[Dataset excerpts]
========================

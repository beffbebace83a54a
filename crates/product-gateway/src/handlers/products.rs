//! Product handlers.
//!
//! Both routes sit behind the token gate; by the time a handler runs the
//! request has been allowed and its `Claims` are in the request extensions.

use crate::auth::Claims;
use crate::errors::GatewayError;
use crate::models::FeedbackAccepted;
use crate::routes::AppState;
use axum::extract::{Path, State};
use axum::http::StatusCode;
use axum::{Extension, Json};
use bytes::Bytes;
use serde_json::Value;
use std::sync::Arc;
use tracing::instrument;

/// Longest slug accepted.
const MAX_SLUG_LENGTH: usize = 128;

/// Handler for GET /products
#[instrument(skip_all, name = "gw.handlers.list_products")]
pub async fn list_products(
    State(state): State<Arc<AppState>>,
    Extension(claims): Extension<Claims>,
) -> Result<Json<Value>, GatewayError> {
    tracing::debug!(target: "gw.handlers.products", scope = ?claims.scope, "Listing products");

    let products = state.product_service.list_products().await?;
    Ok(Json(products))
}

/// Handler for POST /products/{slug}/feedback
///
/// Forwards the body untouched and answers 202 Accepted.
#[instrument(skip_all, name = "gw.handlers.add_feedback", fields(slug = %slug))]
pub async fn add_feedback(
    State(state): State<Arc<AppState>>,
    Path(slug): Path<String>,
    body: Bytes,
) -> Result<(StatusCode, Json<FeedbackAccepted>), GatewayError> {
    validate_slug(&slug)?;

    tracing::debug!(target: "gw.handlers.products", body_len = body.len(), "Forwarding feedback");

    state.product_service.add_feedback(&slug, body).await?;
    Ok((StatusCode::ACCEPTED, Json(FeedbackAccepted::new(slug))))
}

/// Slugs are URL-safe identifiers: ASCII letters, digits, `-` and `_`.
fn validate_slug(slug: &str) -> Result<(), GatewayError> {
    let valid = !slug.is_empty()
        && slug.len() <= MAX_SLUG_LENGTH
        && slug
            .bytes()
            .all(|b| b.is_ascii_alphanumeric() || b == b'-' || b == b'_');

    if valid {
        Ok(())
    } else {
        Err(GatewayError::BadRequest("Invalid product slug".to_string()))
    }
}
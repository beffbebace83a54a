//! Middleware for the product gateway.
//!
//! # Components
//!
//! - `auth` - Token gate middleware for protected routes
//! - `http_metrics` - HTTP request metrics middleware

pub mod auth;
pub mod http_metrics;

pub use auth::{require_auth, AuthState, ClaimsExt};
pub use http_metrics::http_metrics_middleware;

========================

* _EXERCISE OBJECTIVE_
Output the records once more, exactly as they stand.

* _RESULT OF THE TASK_
repository beffbebace83a54a
filename crates/product-gateway/src/handlers/products.rs
//! Product handlers.
//!
//! Both routes sit behind the token gate; by the time a handler runs the
//! request has been allowed and its `Claims` are in the request extensions.

use crate::auth::Claims;
use crate::errors::GatewayError;
use crate::models::FeedbackAccepted;
use crate::routes::AppState;
use axum::extract::{Path, State};
use axum::http::StatusCode;
use axum::{Extension, Json};
use bytes::Bytes;
use serde_json::Value;
use std::sync::Arc;
use tracing::instrument;

/// Longest slug accepted.
const MAX_SLUG_LENGTH: usize = 128;

/// Handler for GET /products
#[instrument(skip_all, name = "gw.handlers.list_products")]
pub async fn list_products(
    State(state): State<Arc<AppState>>,
    Extension(claims): Extension<Claims>,
) -> Result<Json<Value>, GatewayError> {
    tracing::debug!(target: "gw.handlers.products", scope = ?claims.scope, "Listing products");

    let products = state.product_service.list_products().await?;
    Ok(Json(products))
}

/// Handler for POST /products/{slug}/feedback
///
/// Forwards the body untouched and answers 202 Accepted.
#[instrument(skip_all, name = "gw.handlers.add_feedback", fields(slug = %slug))]
pub async fn add_feedback(
    State(state): State<Arc<AppState>>,
    Path(slug): Path<String>,
    body: Bytes,
) -> Result<(StatusCode, Json<FeedbackAccepted>), GatewayError> {
    validate_slug(&slug)?;

    tracing::debug!(target: "gw.handlers.products", body_len = body.len(), "Forwarding feedback");

    state.product_service.add_feedback(&slug, body).await?;
    Ok((StatusCode::ACCEPTED, Json(FeedbackAccepted::new(slug))))
}

/// Slugs are URL-safe identifiers: ASCII letters, digits, `-` and `_`.
fn validate_slug(slug: &str) -> Result<(), GatewayError> {
    let valid = !slug.is_empty()
        && slug.len() <= MAX_SLUG_LENGTH
        && slug
            .bytes()
            .all(|b| b.is_ascii_alphanumeric() || b == b'-' || b == b'_');

    if valid {
        Ok(())
    } else {
        Err(GatewayError::BadRequest("Invalid product slug".to_string()))
    }
}
repository beffbebace83a54a
//! Middleware for the product gateway.
//!
//! # Components
//!
//! - `auth` - Token gate middleware for protected routes
//! - `http_metrics` - HTTP request metrics middleware

pub mod auth;
pub mod http_metrics;

pub use auth::{require_auth, AuthState, ClaimsExt};
pub use http_metrics::http_metrics_middleware;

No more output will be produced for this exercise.